The Ashown Forest was the inspiration for the stories by Milne, who lived in Hartfield.
Drawn by E. H. Shepard in 1926, the map is being offered by Sotheby’s with an estimate of £100,000-150,000.
It introduces readers to the delightful imagination of Christopher Robin and his woodland friends. Exactly 40 years later the map played a starring role in the landmark Disney film – Winnie-the-Pooh and the Honey Tree – where it was brought to life as an animation in the film’s opening sequence.
As well as mapping the magical world of Winnie-the-Pooh the sketch also captures the unique personalities of A.A. Milne’s much-loved characters. Eeyore is depicted in his ‘rather boggy’ and ‘sad gloomy place’ with his head hanging sluggishly in the grass, while the energetic Roo bounces towards the ‘sandy pit’ where he plays.
A solitary Winnie-the-Pooh sits thoughtfully looking out over the wood to his friend, Christopher Robin, who stands with boyish arrogance looking back.
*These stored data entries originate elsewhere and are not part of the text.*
//! Registry error types

/// Error type for admission into the registry
#[derive(Debug, Clone, Copy, PartialEq, Eq)]
pub enum RegistryError {
    /// Another broadcaster is already registered and takeover is disabled
    BroadcasterActive,
    /// The configured connection limit was reached
    ConnectionLimit(usize),
}

impl std::fmt::Display for RegistryError {
    fn fmt(&self, f: &mut std::fmt::Formatter<'_>) -> std::fmt::Result {
        match self {
            RegistryError::BroadcasterActive => {
                write!(f, "A broadcaster is already registered")
            }
            RegistryError::ConnectionLimit(max) => {
                write!(f, "Connection limit reached ({} connections)", max)
            }
        }
    }
}

impl std::error::Error for RegistryError {}
//! One-to-many WebRTC broadcast relay orchestration
//!
//! Bridges a single broadcasting peer to any number of viewers over a
//! real-time media transport, without re-encoding or storing the stream.
//! The media engine itself (ICE, DTLS, RTP, codecs) is an external
//! collaborator behind the [`transport::MediaTransport`] trait; this crate
//! owns the signaling and relay orchestration:
//!
//! - [`registry::ConnectionRegistry`] — every live broadcaster/viewer
//!   connection, from offer receipt to teardown
//! - [`relay::TrackRelay`] — single-producer, multi-consumer track fan-out
//! - [`relay::ReadinessGate`] — parks viewers that arrive before the
//!   broadcaster has published
//! - [`session::NegotiationCoordinator`] — the role-aware offer/answer state
//!   machine
//! - [`session::ShutdownCoordinator`] — bulk teardown at termination
//!
//! All shared state hangs off one [`server::RelayServer`] context object.
//!
//! # Example
//! ```no_run
//! use rtc_relay::server::RelayServer;
//! use rtc_relay::transport::{LoopbackFactory, SessionDescription};
//!
//! # async fn example() -> rtc_relay::error::Result<()> {
//! let server = RelayServer::new(LoopbackFactory::new());
//!
//! // Broadcaster offers; tracks flow in asynchronously afterwards
//! let broadcast_answer = server.publish(SessionDescription::offer("v=0\r\n")).await?;
//!
//! // Each viewer offers independently and receives the relayed tracks
//! let viewer_answer = server.view(SessionDescription::offer("v=0\r\n")).await?;
//! # Ok(())
//! # }
//! ```

pub mod error;
pub mod registry;
pub mod relay;
pub mod server;
pub mod session;
pub mod stats;
pub mod transport;

pub use error::{Error, Result};
pub use registry::{Connection, ConnectionId, ConnectionRegistry, ConnectionState, Role};
pub use relay::{
    ReadinessGate, RelaySubscription, SourceTrack, TrackFrame, TrackId, TrackKind, TrackRelay,
};
pub use server::{RelayConfig, RelayServer};
pub use session::{NegotiationCoordinator, ShutdownCoordinator, ShutdownReport};
pub use transport::{
    MediaTransport, SdpType, SessionDescription, TransportError, TransportEvent, TransportFactory,
    TransportState,
};
//! Relay server context
//!
//! One [`RelayServer`] is constructed at process start and passed by handle
//! to every request handler; it owns the connection registry, the track
//! relay, the readiness gate, and both coordinators. There is no ambient
//! global state anywhere in the crate.

use std::sync::Arc;

use crate::error::Result;
use crate::registry::ConnectionRegistry;
use crate::relay::{ReadinessGate, TrackRelay};
use crate::session::{NegotiationCoordinator, ShutdownCoordinator, ShutdownReport};
use crate::stats::{RelayStats, StatsSnapshot};
use crate::transport::{SessionDescription, TransportFactory};

pub mod config;

pub use config::RelayConfig;

/// The broadcast relay server
///
/// Exposes the three-operation signaling surface: `publish` for the
/// broadcaster, `view` for each viewer, and `shutdown` at termination. The
/// transport-level framing of these requests (HTTP, WebSocket, whatever) is
/// the embedder's concern.
pub struct RelayServer {
    registry: Arc<ConnectionRegistry>,
    relay: Arc<TrackRelay>,
    gate: Arc<ReadinessGate>,
    stats: Arc<RelayStats>,
    negotiator: NegotiationCoordinator,
    shutdown: ShutdownCoordinator,
}

impl RelayServer {
    /// Create a server with the default configuration
    pub fn new(factory: Arc<dyn TransportFactory>) -> Self {
        Self::with_config(RelayConfig::default(), factory)
    }

    /// Create a server with a custom configuration
    pub fn with_config(config: RelayConfig, factory: Arc<dyn TransportFactory>) -> Self {
        let registry = Arc::new(ConnectionRegistry::new());
        let relay = Arc::new(TrackRelay::new());
        let gate = Arc::new(ReadinessGate::new());
        let stats = Arc::new(RelayStats::new());

        let negotiator = NegotiationCoordinator::new(
            Arc::clone(&registry),
            Arc::clone(&relay),
            Arc::clone(&gate),
            Arc::clone(&stats),
            factory,
            config,
        );
        let shutdown = ShutdownCoordinator::new(Arc::clone(&registry));

        Self {
            registry,
            relay,
            gate,
            stats,
            negotiator,
            shutdown,
        }
    }

    /// Broadcaster negotiation entry point
    ///
    /// Creates a broadcaster-role connection and returns the answer. Inbound
    /// tracks are published into the relay as the transport reports them,
    /// asynchronously relative to this call.
    pub async fn publish(&self, offer: SessionDescription) -> Result<SessionDescription> {
        self.negotiator.broadcast(offer).await
    }

    /// Viewer negotiation entry point
    ///
    /// Creates a viewer-role connection; may suspend at the readiness gate
    /// until a broadcaster has published, bounded by the configured wait
    /// timeout.
    pub async fn view(&self, offer: SessionDescription) -> Result<SessionDescription> {
        self.negotiator.view(offer).await
    }

    /// Drain all connections at process termination
    pub async fn shutdown(&self) -> ShutdownReport {
        self.shutdown.shutdown().await
    }

    /// The connection registry
    pub fn registry(&self) -> &Arc<ConnectionRegistry> {
        &self.registry
    }

    /// The track relay
    pub fn relay(&self) -> &Arc<TrackRelay> {
        &self.relay
    }

    /// The readiness gate
    pub fn gate(&self) -> &Arc<ReadinessGate> {
        &self.gate
    }

    /// Current relay counters
    pub fn stats(&self) -> StatsSnapshot {
        self.stats.snapshot()
    }
}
The charming childishness of Christopher Robin is marked by clumsily spelt locations, such as ‘NICE FOR PICNICKS’ and ‘100 AKER WOOD’, as well as a compass marked with points spelling out the title character’s name. Shepard’s own amusing personality seeps into the illustration, as the map is signed off with the words ‘Drawn by me and Mr Shepard helpd’.
The five original illustrations will be offered in Sotheby’s English Literature, History, Science, Children’s Books and Illustrations sale in London on July 10 with a combined estimate of £310,000-440,000.